Editor's Note: T. Rowe Price conducted a separate body of research in 2018 focused on plan sponsors and found that the majority of employers prioritize keeping retiring participants in-plan. The white paper addressing this research can be found here.
ABOUT THE STUDY
The findings are based on a national study of 3,016 retirement plan participants, 250 eligible non-plan participants, and 603 individuals without access to workplace savings plans. T. Rowe Price worked with NMG Consulting to conduct the survey online from June 13, 2019 to June 25, 2019. This is the fifth edition of the study, following the 2014, 2015, 2017, and 2018 installments. The first phase of the 2018 study focused on financial advice, the second phase focused on retirees, and the third phase focused on gender. The first phase of the 2019 study can be found here. Data from prior studies is used in this report for comparison purposes.

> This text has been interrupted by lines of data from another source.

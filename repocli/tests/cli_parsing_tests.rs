//! CLI Argument Parsing Compatibility Tests
//!
//! These tests verify that command-line arguments are parsed correctly and keep working across
//! versions: global flags, their short forms, subcommand flags and accepted value formats.
//!
//! Tests in this file should NOT be modified to match new behavior unless it's intentional and
//! documented in the changelog.

use assert_cmd::Command;

fn repocli() -> Command {
    let mut cmd = Command::cargo_bin("repocli").unwrap();
    cmd.env_remove("REPOCLI_URL")
        .env_remove("REPOCLI_USERNAME")
        .env_remove("REPOCLI_PASSWORD");
    cmd
}

/// Test that --help output is generated without errors
#[test]
fn test_help_runs() {
    repocli().arg("--help").assert().success();
}

/// Test --version flag works
#[test]
fn test_version_runs() {
    repocli().arg("--version").assert().success();
}

/// Test that every subcommand has its own help
#[test]
fn test_subcommand_help_runs() {
    for subcommand in ["ls", "mkdir", "put", "get", "cp", "mv", "rm"] {
        repocli().args([subcommand, "--help"]).assert().success();
    }
}

/// Test that a subcommand is required
#[test]
fn test_missing_subcommand_fails() {
    repocli()
        .args(["--url", "http://127.0.0.1:9"])
        .assert()
        .failure();
}

/// Test that an unknown subcommand is rejected
#[test]
fn test_unknown_subcommand_fails() {
    repocli()
        .args(["sync", "/a", "/b"])
        .assert()
        .failure()
        .stderr(predicates::str::contains("unrecognized subcommand"));
}

// ============================================================================
// ProgressType Argument Parsing Tests
// ============================================================================

/// Test that the "auto" format is accepted
#[test]
fn test_progress_type_auto_lowercase() {
    repocli()
        .args(["--progress-type", "auto", "--help"])
        .assert()
        .success();
}

/// Test that the "Auto" capitalized alias is accepted
#[test]
fn test_progress_type_auto_capitalized() {
    repocli()
        .args(["--progress-type", "Auto", "--help"])
        .assert()
        .success();
}

/// Test that the "ProgressBar" PascalCase format is accepted
#[test]
fn test_progress_type_progress_bar_pascal_case() {
    repocli()
        .args(["--progress-type", "ProgressBar", "--help"])
        .assert()
        .success();
}

/// Test that the "progress-bar" kebab-case format is accepted
#[test]
fn test_progress_type_progress_bar_kebab_case() {
    repocli()
        .args(["--progress-type", "progress-bar", "--help"])
        .assert()
        .success();
}

/// Test that the "TextUpdates" PascalCase format is accepted
#[test]
fn test_progress_type_text_updates_pascal_case() {
    repocli()
        .args(["--progress-type", "TextUpdates", "--help"])
        .assert()
        .success();
}

/// Test that the "text-updates" kebab-case format is accepted
#[test]
fn test_progress_type_text_updates_kebab_case() {
    repocli()
        .args(["--progress-type", "text-updates", "--help"])
        .assert()
        .success();
}

/// Test that invalid progress type values are rejected with appropriate error
#[test]
fn test_progress_type_invalid_value() {
    repocli()
        .args(["--progress-type", "invalid-value", "--help"])
        .assert()
        .failure()
        .stderr(predicates::str::contains("invalid value 'invalid-value'"));
}

/// Test that --progress-delay accepts a human readable duration
#[test]
fn test_progress_delay_duration() {
    repocli()
        .args(["--progress-delay", "500ms", "--help"])
        .assert()
        .success();
}

// ============================================================================
// Global Flag Tests
// ============================================================================

/// Test repository connection flags
#[test]
fn test_repository_flags() {
    repocli()
        .args([
            "--url",
            "https://webdav.data.example.org",
            "--username",
            "alice",
            "--password",
            "secret",
            "--connect-timeout",
            "5s",
            "--help",
        ])
        .assert()
        .success();
}

/// Test short forms of the repository flags
#[test]
fn test_repository_short_flags() {
    repocli()
        .args(["-u", "https://webdav.data.example.org", "-C", "/project", "--help"])
        .assert()
        .success();
}

/// Test worker and queue settings
#[test]
fn test_nthreads_and_queue_depth() {
    repocli()
        .args(["-n", "8", "--queue-depth", "32", "--help"])
        .assert()
        .success();
    repocli()
        .args(["--nthreads", "2", "--help"])
        .assert()
        .success();
}

/// Test that a non numeric worker count is rejected
#[test]
fn test_nthreads_not_a_number() {
    repocli()
        .args(["-n", "many", "--help"])
        .assert()
        .failure()
        .stderr(predicates::str::contains("invalid value 'many'"));
}

/// Test --silent and its short form
#[test]
fn test_silent_flag() {
    repocli().args(["--silent", "--help"]).assert().success();
    repocli().args(["-s", "--help"]).assert().success();
}

/// Test --quiet and its short form
#[test]
fn test_quiet_flag() {
    repocli().args(["--quiet", "--help"]).assert().success();
    repocli().args(["-q", "--help"]).assert().success();
}

/// Test verbosity levels
#[test]
fn test_verbose_levels() {
    for flags in [["-v"], ["-vv"], ["-vvv"], ["--verbose"]] {
        repocli().args(flags).arg("--help").assert().success();
    }
}

/// Test runtime and debug settings
#[test]
fn test_advanced_settings() {
    repocli()
        .args([
            "--max-workers",
            "4",
            "--max-blocking-threads",
            "16",
            "--debug-log-file",
            "/tmp/repocli-debug.log",
            "--help",
        ])
        .assert()
        .success();
}

/// Test that global flags are accepted after the subcommand
#[test]
fn test_global_flags_after_subcommand() {
    repocli()
        .args(["put", "-s", "-n", "2", "--url", "http://127.0.0.1:9", "--help"])
        .assert()
        .success();
}

// ============================================================================
// Subcommand Flag Tests
// ============================================================================

/// Test --overwrite and -f on every transfer subcommand
#[test]
fn test_overwrite_flag() {
    for subcommand in ["put", "get", "cp", "mv"] {
        repocli()
            .args([subcommand, "--overwrite", "--help"])
            .assert()
            .success();
        repocli()
            .args([subcommand, "-f", "--help"])
            .assert()
            .success();
    }
}

/// Test the error file option of put and get
#[test]
fn test_error_file_flag() {
    for subcommand in ["put", "get"] {
        repocli()
            .args([subcommand, "-e", "/tmp/errors.log", "--help"])
            .assert()
            .success();
        repocli()
            .args([subcommand, "--error", "/tmp/errors.log", "--help"])
            .assert()
            .success();
    }
}

/// Test that copy does not take an error file
#[test]
fn test_error_file_not_on_copy() {
    repocli()
        .args(["cp", "-e", "/tmp/errors.log", "/a", "/b"])
        .assert()
        .failure();
}

/// Test recursive removal flag
#[test]
fn test_recursive_flag() {
    repocli().args(["rm", "-r", "--help"]).assert().success();
    repocli()
        .args(["rm", "--recursive", "--help"])
        .assert()
        .success();
}

/// Test long listing flag
#[test]
fn test_long_listing_flag() {
    repocli().args(["ls", "-l", "--help"]).assert().success();
}

/// Test that transfers need both a source and a destination
#[test]
fn test_transfer_needs_two_paths() {
    repocli()
        .args(["--url", "http://127.0.0.1:9", "put", "/a"])
        .assert()
        .failure()
        .stderr(predicates::str::contains("required"));
}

For more information about the study please contact Sudipto Banerjee at Sudipto.Banerjee@troweprice.com or 410-577-5758 or 443- 204-0662 (c).
ABOUT T. ROWE PRICE
Founded in 1937, T. Rowe Price (NASDAQ-GS: TROW) is an independent global asset management company with $1.19 trillion in assets under management as of May 31, 2020. The organization is focused on delivering investment excellence and retirement services for institutional and individual investors. Our strategic investing approach, driven by independent thinking and guided by rigorous research, helps clients feel confident in pursuing financial goals. T. Rowe Price Retirement Plan Services has been leading retirement solutions provider for more than 30 years, serving 2.2 million retirement plan participants. troweprice.com, Twitter, YouTube, LinkedIn, Instagram, or Facebook.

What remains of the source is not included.